Os 50 anos do movimento de 31 de março de 1964, marco de um período de anomalias institucionais impostas ao país pela ditadura militar então instaurada, têm dado margem a uma profusão de iniciativas para lembrar a data e episódios decorridos ao longo daquele momento político de exceção.

Do ponto de vista da História, rememorar fatos pode ser salutar para evitar a repetição de atos que desserviram ao país. Mas é preciso distinguir, nesse olhar para trás, entre o que acrescenta positivamente à memória de uma nação (trazendo para o presente e projetando para o futuro os ensinamentos do passado) e aquilo que, como expressão de um revisionismo em si, está destituído de representatividade. Neste caso, as portas da discussão se abrem para sentimentos menos nobres, como interesses políticos, vendetas etc.

É nesse terreno que vicejam as tentativas de rever, e até mesmo anular, a Lei de Anistia. Instrumento jurídico que resultou de delicada costura política entre os generais e uma oposição fortalecida nas ruas e nas urnas, já nos estertores de um regime que, não obstante, ainda dispunha de considerável poder dissuasório, a anistia de 1979 tem um pressuposto inegociável o perdão recíproco, tanto a agentes públicos envolvidos em atos reprováveis quanto a militantes de organizações da esquerda armada, num leque que também incluía opositores de todos os matizes ao regime militar. E válido somente para crimes cometidos até a data de promulgação da lei.

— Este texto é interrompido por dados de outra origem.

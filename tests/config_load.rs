// tests/config_load.rs
use city_event_map::config::{
    AppConfig, GeocodeStrategy, Locator, SourceKind, ENV_GEOCODER_ENDPOINT, ENV_SOURCES_PATH,
    ENV_WEBDRIVER_URL,
};
use std::{env, fs};

const MINIMAL: &str = r#"
[run]
city = "Hamburg"
country = "Germany"

[geocoder]
min_delay_ms = 2000

[[sources]]
id = "clubs"
name = "Clubs"
kind = "static_list"
artifact = "clubs_{date}.csv"
color = "orange"
icon = "music"
geocode = "address_with_fallback"
listing_url = "https://clubs.example/?d={date}"
item = "li.event"
title = "h3"
address = ["span.addr", "span.place"]

[[sources]]
id = "live"
name = "Live"
kind = "rendered_list"
artifact = "live.csv"
color = "blue"
icon = "star"
landing_url = "https://live.example/?t={ts}"
consent = [{ xpath = "//button[contains(., 'OK')]" }]
more = { css = "a.more" }
fallback_url = "https://live.example/all"
boxes = ["div.box"]
title = "h2"
"#;

#[test]
fn toml_sources_are_tagged_by_kind() {
    let cfg = AppConfig::from_toml_str(MINIMAL).unwrap();
    assert_eq!(cfg.run.locale(), "Hamburg, Germany");
    assert_eq!(cfg.geocoder.min_delay_ms, 2000);
    assert_eq!(cfg.geocoder.timeout_secs, 10);

    let clubs = cfg.source("clubs").unwrap();
    assert_eq!(clubs.geocode, GeocodeStrategy::AddressWithFallback);
    match &clubs.kind {
        SourceKind::StaticList(s) => assert_eq!(s.address.len(), 2),
        other => panic!("unexpected kind {}", other.label()),
    }

    let live = cfg.source("LIVE").unwrap();
    match &live.kind {
        SourceKind::RenderedList(r) => {
            assert_eq!(r.webdriver_url, "http://127.0.0.1:9515");
            assert_eq!(r.settle_ms, 3000);
            assert_eq!(r.more, Locator::Css("a.more".into()));
            assert!(matches!(r.consent[0], Locator::Xpath(_)));
        }
        other => panic!("unexpected kind {}", other.label()),
    }
    // no [known_venues] table → built-in seed
    assert!(!cfg.known_venues().is_empty());
}

#[test]
fn unknown_kind_is_rejected() {
    let bad = MINIMAL.replace("kind = \"static_list\"", "kind = \"ftp_dump\"");
    assert!(AppConfig::from_toml_str(&bad).is_err());
}

#[test]
fn geocoder_delay_below_floor_is_refused() {
    let fast = MINIMAL.replace("min_delay_ms = 2000", "min_delay_ms = 0");
    let err = AppConfig::from_toml_str(&fast).unwrap_err();
    assert!(err.to_string().contains("min_delay_ms"), "{err}");

    let edge = MINIMAL.replace("min_delay_ms = 2000", "min_delay_ms = 1499");
    assert!(AppConfig::from_toml_str(&edge).is_err());
    let ok = MINIMAL.replace("min_delay_ms = 2000", "min_delay_ms = 1500");
    assert!(AppConfig::from_toml_str(&ok).is_ok());
}

#[test]
fn api_page_delay_below_floor_is_refused() {
    let shipped = include_str!("../config/sources.toml");
    assert!(shipped.contains("page_delay_ms = 1000"));
    assert!(AppConfig::from_toml_str(shipped).is_ok());

    let fast = shipped.replace("page_delay_ms = 1000", "page_delay_ms = 0");
    let err = AppConfig::from_toml_str(&fast).unwrap_err();
    assert!(err.to_string().contains("page_delay_ms"), "{err}");

    // the same floor applies to configs built in code
    let mut seed = AppConfig::default_seed();
    for s in &mut seed.sources {
        if let SourceKind::GraphqlListings(g) = &mut s.kind {
            g.page_delay_ms = 10;
        }
    }
    assert!(seed.validate().is_err());
}

#[test]
fn load_from_reads_json_by_extension() {
    let dir = tempfile::tempdir().unwrap();
    let p = dir.path().join("sources.json");
    let json = serde_json::to_string(&AppConfig::default_seed()).unwrap();
    fs::write(&p, json).unwrap();
    let cfg = AppConfig::load_from(&p).unwrap();
    assert_eq!(cfg.sources.len(), 4);
}

#[serial_test::serial]
#[test]
fn default_uses_env_then_files_then_seed() {
    // isolated CWD so the repo's config/ is not picked up
    let old = env::current_dir().unwrap();
    let tmp = tempfile::tempdir().unwrap();
    env::set_current_dir(tmp.path()).unwrap();
    env::remove_var(ENV_SOURCES_PATH);
    env::remove_var(ENV_GEOCODER_ENDPOINT);
    env::remove_var(ENV_WEBDRIVER_URL);

    // 1) nothing on disk → built-in seed
    let seed = AppConfig::load_default().unwrap();
    assert_eq!(seed.sources.len(), 4);

    // 2) ./config/sources.toml
    fs::create_dir_all(tmp.path().join("config")).unwrap();
    fs::write(tmp.path().join("config/sources.toml"), MINIMAL).unwrap();
    let from_file = AppConfig::load_default().unwrap();
    assert_eq!(from_file.run.city, "Hamburg");

    // 3) env path wins
    let p_env = tmp.path().join("other.json");
    fs::write(&p_env, serde_json::to_string(&AppConfig::default_seed()).unwrap()).unwrap();
    env::set_var(ENV_SOURCES_PATH, p_env.display().to_string());
    assert_eq!(AppConfig::load_default().unwrap().run.city, "Berlin");

    // 4) env path to nowhere is an error
    env::set_var(ENV_SOURCES_PATH, tmp.path().join("missing.toml").display().to_string());
    assert!(AppConfig::load_default().is_err());
    env::remove_var(ENV_SOURCES_PATH);

    env::set_current_dir(&old).unwrap();
}

#[serial_test::serial]
#[test]
fn endpoint_overrides_come_from_env() {
    let old = env::current_dir().unwrap();
    let tmp = tempfile::tempdir().unwrap();
    env::set_current_dir(tmp.path()).unwrap();
    env::remove_var(ENV_SOURCES_PATH);
    env::set_var(ENV_GEOCODER_ENDPOINT, "http://localhost:8088/search");
    env::set_var(ENV_WEBDRIVER_URL, "http://localhost:4444");

    let cfg = AppConfig::load_default().unwrap();
    assert_eq!(cfg.geocoder.endpoint, "http://localhost:8088/search");
    let tip = cfg.source("tip").unwrap();
    match &tip.kind {
        SourceKind::RenderedList(r) => assert_eq!(r.webdriver_url, "http://localhost:4444"),
        other => panic!("unexpected kind {}", other.label()),
    }

    env::remove_var(ENV_GEOCODER_ENDPOINT);
    env::remove_var(ENV_WEBDRIVER_URL);
    env::set_current_dir(&old).unwrap();
}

O mais recente ensaio de revisão dos efeitos da lei deu-se semana passada, com a aprovação, na Comissão de Direitos Humanos da Câmara dos Deputados, de um projeto que propõe tornar nulo o perdão a militares, policiais e civis envolvidos em atos como tortura, morte e desaparecimento de guerrilheiros/terroristas. A julgar pelo fracasso anterior de proposições semelhantes, e pelos lastros políticos e jurídicos que amparam o grande pacto de remissão de 79, é pouco provável que esse seja bem-sucedido.

Mas, mesmo como gesto simbólico, com poucas chances de produzir efeitos, iniciativas como essa vão contra um dos mais importantes legados da lei — a pacificação de um país que então procurava caminhos para a normalização democrática sem traumas, objetivo que se completou com a promulgação da Constituição, em 1988. O Brasil que saiu de um longo período de anormalidade merece hoje que suas forças políticas mirem à frente, no caminho da consolidação do estado democrático.

Ademais, é preciso que seja respeitado tudo aquilo que baliza a Lei de Anistia. Ela resultou de um acordo do qual participou amplamente a oposição. Com todos os seus artigos, está lastreada por decisão soberana do Congresso e por pareceres do Supremo Tribunal Federal. São, todas essas, instâncias que lhe conferem legitimidade política e histórica.